Today, tens of thousands of mourners will gather at the spot where Nemtsov was gunned down. He was shot within touching distance of the Kremlin and the fantastical domes of St Basil’s cathedral. For once, the authorities have granted the opposition permission to rally. His killers appear to have picked the location deliberately. The visual image – an opponent of Putin lying dead in the street, under the impersonal ochre walls of Russian power – tells its own chilling story.

Over the past decade Nemtsov had practically vanished from public life, as Putin squeezed out opposition parties. But he kept going. He was one of the last opposition politicians still genuinely active in Moscow. Some, like the former oligarch Mikhail Khodorkovsky, who spent a decade in a Siberian prison, are in exile. Others, such as the anti-corruption blogger Alexei Navalny are behind bars. (Navalny, already under house arrest, was due to take part in today’s rally. He was preemptively detained.)

Nemtsov’s murder robs Russia of an original, bold and distinctive critical voice, at a moment when Russia is morphing from semi-authoritarian state into classical dictatorship. It is an appalling act. Increasingly, the Putin regime seems reliant on mobster methods: shootings, assassinations, and hostage-taking, underpinned by a system of total corruption.
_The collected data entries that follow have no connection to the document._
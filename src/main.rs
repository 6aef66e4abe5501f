use std::sync::Arc;
use std::time::Duration;

use mcp_guardian::{
    build_router,
    config::Config,
    db,
    scheduler::{spawn_check_scheduler, spawn_route_poller},
    AppState,
};
use tokio_util::sync::CancellationToken;
use tower_http::trace::TraceLayer;
use tracing_subscriber::{layer::SubscriberExt, util::SubscriberInitExt};

#[tokio::main]
async fn main() -> anyhow::Result<()> {
    // Load environment variables
    dotenvy::dotenv().ok();

    // Initialize tracing
    tracing_subscriber::registry()
        .with(
            tracing_subscriber::EnvFilter::try_from_default_env()
                .unwrap_or_else(|_| "mcp_guardian=info,tower_http=info".into()),
        )
        .with(tracing_subscriber::fmt::layer())
        .init();

    tracing::info!("Starting MCP Guardian...");

    let config = Arc::new(Config::load()?);

    if config.password_generated {
        tracing::warn!(
            "No admin password in config.yml - generated random password: {}",
            config.admin_password
        );
        tracing::warn!("Save this password! It is required to access the admin API.");
    } else {
        tracing::info!("Admin password loaded from config.yml");
    }
    if config.admin.disable_ui {
        tracing::info!("Admin API is DISABLED (disable_ui=true in config)");
    }

    // Database connection and migrations
    let pool = db::create_pool(&config.database.url).await?;
    sqlx::migrate!("./migrations").run(&pool).await?;
    tracing::info!("Database initialized");

    let state = AppState::new(config.clone(), pool);

    // Seed services from config.yml, then warm the route registry
    seed_services_from_config(&state).await;
    state.registry.reload(state.repo.as_ref()).await?;

    // Start background schedulers
    let shutdown = CancellationToken::new();
    let interval = Duration::from_secs(config.polling.interval_seconds);
    let route_poller = spawn_route_poller(
        state.registry.clone(),
        state.repo.clone(),
        interval,
        shutdown.child_token(),
    );
    let check_scheduler = spawn_check_scheduler(
        state.registry.clone(),
        state.repo.clone(),
        state.snapshotter.clone(),
        interval,
        shutdown.child_token(),
    );
    tracing::info!("Background schedulers started");

    let app = build_router(state).layer(TraceLayer::new_for_http());

    let addr = format!("{}:{}", config.host, config.port);
    let listener = tokio::net::TcpListener::bind(&addr).await?;
    tracing::info!("MCP Guardian listening on {addr}");

    axum::serve(listener, app)
        .with_graceful_shutdown(shutdown_signal(shutdown.clone()))
        .await?;

    // Shutdown: cancel background tasks and wait for them to drain
    shutdown.cancel();
    let _ = route_poller.await;
    let _ = check_scheduler.await;

    tracing::info!("MCP Guardian shut down complete");
    Ok(())
}

async fn shutdown_signal(shutdown: CancellationToken) {
    if let Err(e) = tokio::signal::ctrl_c().await {
        tracing::error!(error = %e, "failed to listen for shutdown signal");
        return;
    }
    tracing::info!("Shutting down MCP Guardian...");
    shutdown.cancel();
}

/// Upserts seed services from config.yml.
///
/// Only names that do not exist yet are added; an existing row is never
/// modified by seeding. A seed whose upstream cannot be snapshotted is
/// logged and skipped rather than aborting startup.
async fn seed_services_from_config(state: &AppState) {
    if state.config.services.is_empty() {
        tracing::info!("No services defined in config.yml");
        return;
    }

    for seed in &state.config.services {
        match state.repo.get_service(&seed.name).await {
            Ok(Some(_)) => {
                tracing::info!(name = %seed.name, "service already exists - skipping seed");
                continue;
            }
            Ok(None) => {}
            Err(e) => {
                tracing::error!(name = %seed.name, error = %e, "failed to look up seed service");
                continue;
            }
        }

        tracing::info!(name = %seed.name, "adding service from config");
        let outcome = match state.snapshotter.snapshot(&seed.upstream_url).await {
            Ok(outcome) => outcome,
            Err(e) => {
                tracing::error!(name = %seed.name, error = %e, "failed to snapshot seed service");
                continue;
            }
        };

        let payload = match serde_json::to_string(&outcome.payload) {
            Ok(payload) => payload,
            Err(e) => {
                tracing::error!(name = %seed.name, error = %e, "failed to serialize snapshot");
                continue;
            }
        };

        match state
            .repo
            .upsert_service_from_config(seed, &payload, &outcome.hash)
            .await
        {
            Ok(Some(_)) => {
                tracing::info!(name = %seed.name, hash = %outcome.hash, "service added from config");
            }
            Ok(None) => {
                tracing::info!(name = %seed.name, "service appeared concurrently - skipping seed");
            }
            Err(e) => {
                tracing::error!(name = %seed.name, error = %e, "failed to add seed service");
            }
        }
    }
}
Another key demand of today’s planned rally was the release of political prisoners.

There is little prospect that Nemtsov’s killers will ever be caught. The killers of other Kremlin critics who have mysteriously wound up dead are still at large. In London, a public inquiry is hearing evidence of how two Moscow assassins poisoned Alexander Litvinenko with radioactive polonium. It took three trips to Britain, and two attempts, to finish the job. The two alleged murderers, Andrei Lugovoi and Dmitry Kovtun, sit safely in Moscow.

Meanwhile, Putin’s press spokesman Dmitry Peskov has described Nemtsov as scarcely more prominent than the average citizen. This belittling rhetoric is reminiscent of Putin’s comments on the human rights activist Anna Politkovskayaafter she was shot dead in 2006. The president’s statement that he will take the Nemtsov murder investigation under his personal control does not inspire confidence.

What, if anything, should the west do? Western sanctions over Ukraine have been largely ineffective. So far, however, the EU and US have been reluctant to impose personal sanctions and asset freezes on super-wealthy members of the Russian elite. Now is the moment to start. The list of Kremlin officials and their families banned from Europe should be widened.

In the meantime we should remember Boris Nemtsov, a brave and principled politician, who spoke truth to power and paid the ultimate price.